(Saved data entries)
impl VrApp {
    pub fn new(
        xr_session: &RuntimeSession,
        config: VrConfig,
        renderer: Box<dyn EyeRenderer>,
        started_at: Instant,
    ) -> VrResult<Self> {
        let instance = xr_session.instance()?.clone();
        let session = xr_session.session()?.clone();
        let input_static = InputStateStatic::new(&instance, &session)?;

        let (eye_width, eye_height) = xr_session.recommended_eye_extent();
        let egl = xr_session.egl()?;
        let multiview = effective_multiview(config.use_multiview, egl.extensions());
        let chain_count = if multiview { 1 } else { MAX_EYES };

        let mut framebuffers = Vec::with_capacity(chain_count);
        for _ in 0..chain_count {
            framebuffers.push(Framebuffer::create(
                &session,
                &instance,
                egl.gl(),
                egl.extensions(),
                config.color_format,
                eye_width,
                eye_height,
                config.sample_count,
                multiview,
            )?);
        }
        debug!("initialized VR app with eye buffers {eye_width}x{eye_height}");

        Ok(Self {
            renderer,
            framebuffers,
            input_static,
            input_frame: InputStateFrame::default(),
            frame_index: 0,
            last_state: AppState::default(),
            last_logged_session_state: xr::SessionState::UNKNOWN,
            started_at,
        })
    }

    /// Run until a stop is requested by the runtime, the owning thread, or
    /// the user.
    pub fn main_loop(
        &mut self,
        xr_session: &mut RuntimeSession,
        signals: &SignalChannel,
    ) -> VrResult<()> {
        let mut event_buffer = xr::EventDataBuffer::new();

        loop {
            let mut state = self.last_state;
            self.poll_runtime_events(xr_session, &mut event_buffer, &mut state)?;
            self.drain_signals(signals, &mut state);

            if state.stop_requested {
                self.last_state = state;
                debug!("stop requested, leaving main loop");
                break;
            }

            if state.session_active {
                self.frame_index = advance_frame_index(self.frame_index, true);
                if self.frame_index == 1 {
                    info!(
                        "time to first frame: {} ms",
                        self.started_at.elapsed().as_millis()
                    );
                }

                self.input_frame
                    .sync_buttons_and_thumbsticks(xr_session.session()?, &mut self.input_static)?;
                self.handle_input(&mut state);

                self.frame(xr_session)?;
            } else {
                self.frame_index = advance_frame_index(self.frame_index, false);
                thread::sleep(IDLE_POLL_INTERVAL);
            }

            self.last_state = state;
        }

        Ok(())
    }

    /// Delete the image chains. Must run before the session that issued
    /// their swapchains is destroyed.
    pub fn shutdown(&mut self, xr_session: &RuntimeSession) {
        if let Ok(gl) = xr_session.gl() {
            for framebuffer in self.framebuffers.drain(..) {
                framebuffer.destroy(gl);
            }
        } else {
            self.framebuffers.clear();
        }
    }

    fn poll_runtime_events(
        &mut self,
        xr_session: &mut RuntimeSession,
        event_buffer: &mut xr::EventDataBuffer,
        state: &mut AppState,
    ) -> VrResult<()> {
        loop {
            let event = match xr_session.poll_event(event_buffer)? {
                Some(event) => event,
                None => break,
            };
            match event {
                xr::Event::SessionStateChanged(changed) => {
                    self.handle_session_state_change(xr_session, changed.state(), state)?;
                }
                xr::Event::EventsLost(lost) => {
                    warn!("runtime dropped {} events", lost.lost_event_count());
                }
                xr::Event::InstanceLossPending(_) => {
                    debug!("received INSTANCE_LOSS_PENDING event");
                }
                xr::Event::InteractionProfileChanged(_) => {
                    debug!("received INTERACTION_PROFILE_CHANGED event");
                }
                xr::Event::ReferenceSpaceChangePending(_) => {
                    debug!("received REFERENCE_SPACE_CHANGE_PENDING event");
                }
                xr::Event::PerfSettingsEXT(perf) => {
                    debug!(
                        "perf settings notification: domain {:?} sub-domain {:?} level {:?} -> {:?}",
                        perf.domain(),
                        perf.sub_domain(),
                        perf.from_level(),
                        perf.to_level()
                    );
                }
                _ => {
                    debug!("ignoring unrecognized runtime event");
                }
            }
        }
        Ok(())
    }

    fn handle_session_state_change(
        &mut self,
        xr_session: &mut RuntimeSession,
        new_state: xr::SessionState,
        state: &mut AppState,
    ) -> VrResult<()> {
        if new_state != self.last_logged_session_state {
            debug!(
                "session state {:?} -> {:?}",
                self.last_logged_session_state, new_state
            );
            self.last_logged_session_state = new_state;
        }
        xr_session.session_state = new_state;

        match transition_action(new_state) {
            TransitionAction::BeginSession => {
                debug_assert!(
                    !self.last_state.session_active,
                    "READY received while session already active"
                );
                if self.last_state.session_active {
                    error!("READY received while session already active");
                    return Ok(());
                }
                xr_session.begin_session()?;
                state.session_active = true;
                xr_session.request_performance_boost()?;
                xr_session.register_render_thread()?;
                debug!("session began, performance levels requested");
            }
            TransitionAction::EndSession => {
                debug_assert!(
                    self.last_state.session_active,
                    "STOPPING received while session inactive"
                );
                if !self.last_state.session_active {
                    error!("STOPPING received while session inactive");
                    return Ok(());
                }
                xr_session.end_session()?;
                state.session_active = false;
            }
            TransitionAction::SetFocus(focused) => {
                state.has_focus = focused;
            }
            TransitionAction::RequestStop => {
                state.stop_requested = true;
            }
            TransitionAction::Ignore => {
                debug!("session state {new_state:?} requires no transition");
            }
        }
        Ok(())
    }

    fn drain_signals(&self, signals: &SignalChannel, state: &mut AppState) {
        let mut handled = 0;
        while handled < MAX_SIGNALS_PER_TICK {
            let Some(signal) = signals.poll() else { break };
            handled += 1;
            match signal.kind {
                SignalKind::ExitRequested => {
                    debug!("received exit signal");
                    state.stop_requested = true;
                }
            }
        }
    }

    fn handle_input(&self, state: &mut AppState) {
        // Menu-button press edge winds the app down.
        if self.input_frame.menu_button.changed && self.input_frame.menu_button.pressed {
            state.stop_requested = true;
        }
    }

    /// One pass of the wait/begin/render/end protocol. Once wait-frame has
    /// returned the frame always runs to end-frame.
    fn frame(&mut self, xr_session: &mut RuntimeSession) -> VrResult<()> {
        let frame_state = xr_session.wait_frame()?;
        xr_session.begin_frame()?;
        let predicted_display_time = frame_state.predicted_display_time;

        // First frame of this activation: pin the anchor spaces to the
        // user's starting pose.
        if self.frame_index == 1 {
            xr_session.rederive_anchor_spaces(predicted_display_time)?;
        }

        xr_session.locate_head(predicted_display_time)?;
        {
            let local = xr_session.local_space()?;
            self.input_frame
                .sync_hand_poses(&self.input_static, local, predicted_display_time)?;
        }

        let (view_flags, views) = xr_session.locate_views(predicted_display_time)?;
        let pose_valid = view_flags.contains(xr::ViewStateFlags::POSITION_VALID)
            && view_flags.contains(xr::ViewStateFlags::ORIENTATION_VALID);
        if !pose_valid {
            warn!("skipping render: located view pose invalid");
        }

        let renderable = frame_state.should_render && pose_valid && views.len() >= MAX_EYES;
        let context_current = renderable
            && match xr_session.egl()?.make_current() {
                Ok(()) => true,
                Err(e) => {
                    error!("skipping render: {e}");
                    false
                }
            };

        if !context_current {
            return end_frame(xr_session, predicted_display_time, &[]);
        }

        let layer_views = self.render_eyes(xr_session, &views)?;
        let local = xr_session
            .local_space
            .as_ref()
            .ok_or_else(|| oriel_vr::VrError::Runtime("local space not initialized".into()))?;
        let layer = xr::CompositionLayerProjection::new()
            .space(local)
            .views(&layer_views);
        let layers: [&xr::CompositionLayerBase<xr::OpenGlEs>; 1] = [&layer];

        let stream = xr_session
            .frame_stream
            .as_mut()
            .ok_or_else(|| oriel_vr::VrError::Runtime("frame stream not initialized".into()))?;
        stream
            .end(
                predicted_display_time,
                xr::EnvironmentBlendMode::OPAQUE,
                &layers,
            )
            .map_err(|e| xr_err("xrEndFrame", e))
    }

    fn render_eyes(
        &mut self,
        xr_session: &RuntimeSession,
        views: &[xr::View],
    ) -> VrResult<[xr::CompositionLayerProjectionView<'static, xr::OpenGlEs>; MAX_EYES]> {
        let gl = xr_session.gl()?;
        let mut layer_views = [
            xr::CompositionLayerProjectionView::new(),
            xr::CompositionLayerProjectionView::new(),
        ];

        if self.framebuffers.len() == 1 {
            // Multiview: one chain covers both eyes as array layers.
            let framebuffer = &mut self.framebuffers[0];
            framebuffer.acquire()?;
            framebuffer.set_current(gl);
            unsafe {
                gl.viewport(
                    0,
                    0,
                    framebuffer.width() as i32,
                    framebuffer.height() as i32,
                );
            }
            self.renderer.render_eye(
                gl,
                0,
                framebuffer.width(),
                framebuffer.height(),
                &views[0],
            );
            framebuffer.resolve(gl);
            framebuffer.release()?;
            for (eye, layer_view) in layer_views.iter_mut().enumerate() {
                *layer_view = projection_view(framebuffer, &views[eye], eye as u32);
            }
        } else {
            for (eye, framebuffer) in self.framebuffers.iter_mut().enumerate() {
                framebuffer.acquire()?;
                framebuffer.set_current(gl);
                unsafe {
                    gl.viewport(
                        0,
                        0,
                        framebuffer.width() as i32,
                        framebuffer.height() as i32,
                    );
                }
                self.renderer.render_eye(
                    gl,
                    eye,
                    framebuffer.width(),
                    framebuffer.height(),
                    &views[eye],
                );
                framebuffer.resolve(gl);
                framebuffer.release()?;
                layer_views[eye] = projection_view(framebuffer, &views[eye], 0);
            }
        }

        Framebuffer::set_none(gl);
        Ok(layer_views)
    }
}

Required work:
Only a number is wanted here: the count of lines in the data that contain the string "OpenGlEs".

Solution:
2